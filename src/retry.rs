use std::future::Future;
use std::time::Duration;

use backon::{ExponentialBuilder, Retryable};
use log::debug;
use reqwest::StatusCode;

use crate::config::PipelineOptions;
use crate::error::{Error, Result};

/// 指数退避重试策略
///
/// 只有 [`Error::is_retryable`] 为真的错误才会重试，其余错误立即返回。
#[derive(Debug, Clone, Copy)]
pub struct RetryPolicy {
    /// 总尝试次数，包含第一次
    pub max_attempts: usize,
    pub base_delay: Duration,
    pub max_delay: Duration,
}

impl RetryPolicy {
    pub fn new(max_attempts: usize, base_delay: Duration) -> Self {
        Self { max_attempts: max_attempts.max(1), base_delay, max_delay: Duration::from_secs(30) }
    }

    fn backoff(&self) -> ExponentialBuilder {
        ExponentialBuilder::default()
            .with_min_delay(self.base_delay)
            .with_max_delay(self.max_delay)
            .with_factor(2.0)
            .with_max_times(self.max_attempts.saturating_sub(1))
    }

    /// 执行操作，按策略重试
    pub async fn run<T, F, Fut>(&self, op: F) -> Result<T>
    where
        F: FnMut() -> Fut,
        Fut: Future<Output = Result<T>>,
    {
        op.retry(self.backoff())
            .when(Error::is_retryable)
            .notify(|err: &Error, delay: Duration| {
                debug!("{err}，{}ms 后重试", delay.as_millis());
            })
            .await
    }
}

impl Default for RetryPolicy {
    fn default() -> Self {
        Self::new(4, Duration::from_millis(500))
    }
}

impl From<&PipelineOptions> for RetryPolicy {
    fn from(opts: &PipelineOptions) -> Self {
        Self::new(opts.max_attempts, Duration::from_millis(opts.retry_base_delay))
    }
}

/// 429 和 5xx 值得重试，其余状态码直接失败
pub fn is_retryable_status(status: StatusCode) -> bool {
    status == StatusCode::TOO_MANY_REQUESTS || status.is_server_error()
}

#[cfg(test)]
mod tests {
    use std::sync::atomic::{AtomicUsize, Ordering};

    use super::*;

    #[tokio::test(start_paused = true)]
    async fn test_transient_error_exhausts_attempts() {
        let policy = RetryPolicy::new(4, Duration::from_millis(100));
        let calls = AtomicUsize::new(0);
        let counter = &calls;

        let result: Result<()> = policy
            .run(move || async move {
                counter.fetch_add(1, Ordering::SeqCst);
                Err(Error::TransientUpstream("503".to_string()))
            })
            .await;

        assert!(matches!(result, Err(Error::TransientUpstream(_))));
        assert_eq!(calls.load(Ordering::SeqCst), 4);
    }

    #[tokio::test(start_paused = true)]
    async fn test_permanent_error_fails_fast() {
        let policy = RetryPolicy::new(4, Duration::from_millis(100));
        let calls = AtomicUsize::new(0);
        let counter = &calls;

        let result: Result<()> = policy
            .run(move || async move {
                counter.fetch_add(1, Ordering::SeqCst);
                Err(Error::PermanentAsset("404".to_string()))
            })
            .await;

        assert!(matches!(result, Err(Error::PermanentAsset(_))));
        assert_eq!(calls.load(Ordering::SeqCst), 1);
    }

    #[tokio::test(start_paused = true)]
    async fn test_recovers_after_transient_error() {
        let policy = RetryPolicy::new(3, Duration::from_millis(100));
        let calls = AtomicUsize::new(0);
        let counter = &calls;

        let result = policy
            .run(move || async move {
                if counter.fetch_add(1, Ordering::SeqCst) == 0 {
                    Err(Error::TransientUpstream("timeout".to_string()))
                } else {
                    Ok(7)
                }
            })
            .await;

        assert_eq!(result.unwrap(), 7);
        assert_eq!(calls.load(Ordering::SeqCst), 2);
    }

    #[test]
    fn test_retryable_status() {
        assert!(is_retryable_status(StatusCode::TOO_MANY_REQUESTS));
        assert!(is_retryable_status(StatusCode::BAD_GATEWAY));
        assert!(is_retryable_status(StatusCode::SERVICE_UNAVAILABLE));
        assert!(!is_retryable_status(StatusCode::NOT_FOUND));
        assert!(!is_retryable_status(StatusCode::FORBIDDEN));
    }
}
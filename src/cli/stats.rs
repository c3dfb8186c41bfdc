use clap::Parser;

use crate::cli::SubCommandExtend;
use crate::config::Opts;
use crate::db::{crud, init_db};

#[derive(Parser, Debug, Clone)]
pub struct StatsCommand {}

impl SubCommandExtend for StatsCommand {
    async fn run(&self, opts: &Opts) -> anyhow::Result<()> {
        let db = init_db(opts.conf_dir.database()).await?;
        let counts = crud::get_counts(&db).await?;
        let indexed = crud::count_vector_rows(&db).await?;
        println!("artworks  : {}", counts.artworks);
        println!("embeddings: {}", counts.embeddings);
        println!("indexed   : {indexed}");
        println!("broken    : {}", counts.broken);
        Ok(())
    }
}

*-*-*

» **Work required**:
Your reply should consist of all the records, restated exactly.

» **Output for this exercise**:
filename src/retry.rs
use std::future::Future;
use std::time::Duration;

use backon::{ExponentialBuilder, Retryable};
use log::debug;
use reqwest::StatusCode;

use crate::config::PipelineOptions;
use crate::error::{Error, Result};

/// 指数退避重试策略
///
/// 只有 [`Error::is_retryable`] 为真的错误才会重试，其余错误立即返回。
#[derive(Debug, Clone, Copy)]
pub struct RetryPolicy {
    /// 总尝试次数，包含第一次
    pub max_attempts: usize,
    pub base_delay: Duration,
    pub max_delay: Duration,
}

impl RetryPolicy {
    pub fn new(max_attempts: usize, base_delay: Duration) -> Self {
        Self { max_attempts: max_attempts.max(1), base_delay, max_delay: Duration::from_secs(30) }
    }

    fn backoff(&self) -> ExponentialBuilder {
        ExponentialBuilder::default()
            .with_min_delay(self.base_delay)
            .with_max_delay(self.max_delay)
            .with_factor(2.0)
            .with_max_times(self.max_attempts.saturating_sub(1))
    }

    /// 执行操作，按策略重试
    pub async fn run<T, F, Fut>(&self, op: F) -> Result<T>
    where
        F: FnMut() -> Fut,
        Fut: Future<Output = Result<T>>,
    {
        op.retry(self.backoff())
            .when(Error::is_retryable)
            .notify(|err: &Error, delay: Duration| {
                debug!("{err}，{}ms 后重试", delay.as_millis());
            })
            .await
    }
}

impl Default for RetryPolicy {
    fn default() -> Self {
        Self::new(4, Duration::from_millis(500))
    }
}

impl From<&PipelineOptions> for RetryPolicy {
    fn from(opts: &PipelineOptions) -> Self {
        Self::new(opts.max_attempts, Duration::from_millis(opts.retry_base_delay))
    }
}

/// 429 和 5xx 值得重试，其余状态码直接失败
pub fn is_retryable_status(status: StatusCode) -> bool {
    status == StatusCode::TOO_MANY_REQUESTS || status.is_server_error()
}

#[cfg(test)]
mod tests {
    use std::sync::atomic::{AtomicUsize, Ordering};

    use super::*;

    #[tokio::test(start_paused = true)]
    async fn test_transient_error_exhausts_attempts() {
        let policy = RetryPolicy::new(4, Duration::from_millis(100));
        let calls = AtomicUsize::new(0);
        let counter = &calls;

        let result: Result<()> = policy
            .run(move || async move {
                counter.fetch_add(1, Ordering::SeqCst);
                Err(Error::TransientUpstream("503".to_string()))
            })
            .await;

        assert!(matches!(result, Err(Error::TransientUpstream(_))));
        assert_eq!(calls.load(Ordering::SeqCst), 4);
    }

    #[tokio::test(start_paused = true)]
    async fn test_permanent_error_fails_fast() {
        let policy = RetryPolicy::new(4, Duration::from_millis(100));
        let calls = AtomicUsize::new(0);
        let counter = &calls;

        let result: Result<()> = policy
            .run(move || async move {
                counter.fetch_add(1, Ordering::SeqCst);
                Err(Error::PermanentAsset("404".to_string()))
            })
            .await;

        assert!(matches!(result, Err(Error::PermanentAsset(_))));
        assert_eq!(calls.load(Ordering::SeqCst), 1);
    }

    #[tokio::test(start_paused = true)]
    async fn test_recovers_after_transient_error() {
        let policy = RetryPolicy::new(3, Duration::from_millis(100));
        let calls = AtomicUsize::new(0);
        let counter = &calls;

        let result = policy
            .run(move || async move {
                if counter.fetch_add(1, Ordering::SeqCst) == 0 {
                    Err(Error::TransientUpstream("timeout".to_string()))
                } else {
                    Ok(7)
                }
            })
            .await;

        assert_eq!(result.unwrap(), 7);
        assert_eq!(calls.load(Ordering::SeqCst), 2);
    }

    #[test]
    fn test_retryable_status() {
        assert!(is_retryable_status(StatusCode::TOO_MANY_REQUESTS));
        assert!(is_retryable_status(StatusCode::BAD_GATEWAY));
        assert!(is_retryable_status(StatusCode::SERVICE_UNAVAILABLE));
        assert!(!is_retryable_status(StatusCode::NOT_FOUND));
        assert!(!is_retryable_status(StatusCode::FORBIDDEN));
    }
}
filename src/cli/stats.rs
repository c3dfb8186c41bfdc
use clap::Parser;

use crate::cli::SubCommandExtend;
use crate::config::Opts;
use crate::db::{crud, init_db};

#[derive(Parser, Debug, Clone)]
pub struct StatsCommand {}

impl SubCommandExtend for StatsCommand {
    async fn run(&self, opts: &Opts) -> anyhow::Result<()> {
        let db = init_db(opts.conf_dir.database()).await?;
        let counts = crud::get_counts(&db).await?;
        let indexed = crud::count_vector_rows(&db).await?;
        println!("artworks  : {}", counts.artworks);
        println!("embeddings: {}", counts.embeddings);
        println!("indexed   : {indexed}");
        println!("broken    : {}", counts.broken);
        Ok(())
    }
}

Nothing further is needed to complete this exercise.